Radwańska: zrobimy wszystko, aby puchar był nasz
Już 29 grudnia w Australii wystartuje pierwsza edycja United Cup. Kapitanami polskiej drużyny będą Agnieszka Radwańska i Dawid Celt. Krakowianka w rozmowie z Tennis Australia przyznała, że jest bardzo ciekawa, jak uda jej się wywiązać z nowej roli.
– To na pewno będzie bardzo ekscytujące – powiedziała była wiceliderka światowego rankingu, która na Antypody powróci po pięciu latach przerwy. – Udział weźmie wiele naprawdę mocnych drużyn. Sporo byłych zawodników będzie również pełnić rolę kapitanów. Szykuje się naprawdę wspaniały event, którego już nie możemy się doczekać.
Liderami ekipy Biało-Czerwonych będą Iga Świątek i Hubert Hurkacz. – To będzie dla mnie na pewno spore wyzwanie „coachować” takich dobrych zawodników jak Iga i Hubert – przyznała zwyciężczyni WTA Finals z 2015 roku. – Gra to jednak zupełnie coś innego niż siedzenie na ławce u kogoś podczas meczu. Szczerze mówiąc nie wiem co jest trudniejsze, przekonamy się na miejscu.

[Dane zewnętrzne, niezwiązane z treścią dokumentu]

//! Call Context: per-coordination identity and progress reporting
use chrono::{DateTime, Utc};
use serde::{Deserialize, Serialize};
use tokio::sync::mpsc;

use crate::data_model::Agent;

/// Identity of one coordination call. Never shared across calls.
#[derive(Debug, Clone)]
pub struct CallContext {
    pub trace_id: String,
    pub started_at: DateTime<Utc>,
    progress: Option<ProgressSink>,
}

impl CallContext {
    pub fn new() -> Self {
        Self {
            trace_id: uuid::Uuid::new_v4().to_string(),
            started_at: Utc::now(),
            progress: None,
        }
    }

    pub fn with_progress(mut self, sink: ProgressSink) -> Self {
        self.progress = Some(sink);
        self
    }

    pub fn emit(&self, phase: Phase) {
        tracing::trace!(trace_id = %self.trace_id, ?phase, "phase");
        if let Some(sink) = &self.progress {
            sink.send(ProgressEvent {
                trace_id: self.trace_id.clone(),
                phase,
            });
        }
    }

    pub fn elapsed_ms(&self) -> u64 {
        (Utc::now() - self.started_at).num_milliseconds().max(0) as u64
    }
}

impl Default for CallContext {
    fn default() -> Self {
        Self::new()
    }
}

/// States of one coordination call.
#[derive(Debug, Clone, PartialEq, Eq, Serialize, Deserialize)]
#[serde(tag = "phase", rename_all = "snake_case")]
pub enum Phase {
    Received,
    Classifying,
    Planning,
    Dispatching { agent: Agent },
    Executing { step: u32, agent: Agent },
    StepFinished { step: u32, success: bool },
    Done { degraded: bool },
}

#[derive(Debug, Clone, PartialEq, Eq, Serialize, Deserialize)]
pub struct ProgressEvent {
    pub trace_id: String,
    #[serde(flatten)]
    pub phase: Phase,
}

/// Sending half of a per-call progress channel.
#[derive(Debug, Clone)]
pub struct ProgressSink(mpsc::UnboundedSender<ProgressEvent>);

impl ProgressSink {
    pub fn channel() -> (Self, mpsc::UnboundedReceiver<ProgressEvent>) {
        let (tx, rx) = mpsc::unbounded_channel();
        (Self(tx), rx)
    }

    /// A dropped receiver just means nobody is watching.
    fn send(&self, event: ProgressEvent) {
        let _ = self.0.send(event);
    }
}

Radwańska ma na swoim koncie duży sukces w innych zawodach drużyn mieszanych. W 2015 roku razem z Jerzym Janowiczem zwyciężyła w Pucharze Hopmana. – Takie imprezy zawsze są ekscytujące, szczególnie kiedy kobiety i mężczyźnie rywalizują razem – wyjaśniła krakowianka. – Możesz bardziej cieszyć się tenisem. Tym, że siedzicie razem na ławce i nawzajem sobie kibicujecie. Podrywacie się z krzeseł po wygranych punktach. Kilka razy zdarzyło mi się zagrać w podobnych zawodach. To są imprezy, w których zawsze chcesz wystąpić, bo różnią się od pozostałych turniejów w cyklu. Fajnie, że w United Cup będą również punkty do rankingu. Każdy będzie kilka okazji do ich zdobycia, więc to będzie świetne przygotowanie do Australian Open. Myślę, że to będzie idealnych początek nowego sezonu.
Agnieszka Radwańska w kilku wywiadach podkreślała już, że trochę żałuje, że nie zdążyła spotkać się z Igą Świątek na zawodowych kortach. – Minęłyśmy się, jeśli chodzi o nasze zawodowe kariery, ale podczas United Cup spędzimy razem dużo czasu i bardzo się z tego cieszę. Adrenalina na pewno będzie. To początek sezonu, więc nigdy nic nie wiadomo, ale bardzo bym chciała, żeby ten puchar był nasz – zakończyła 33-latka.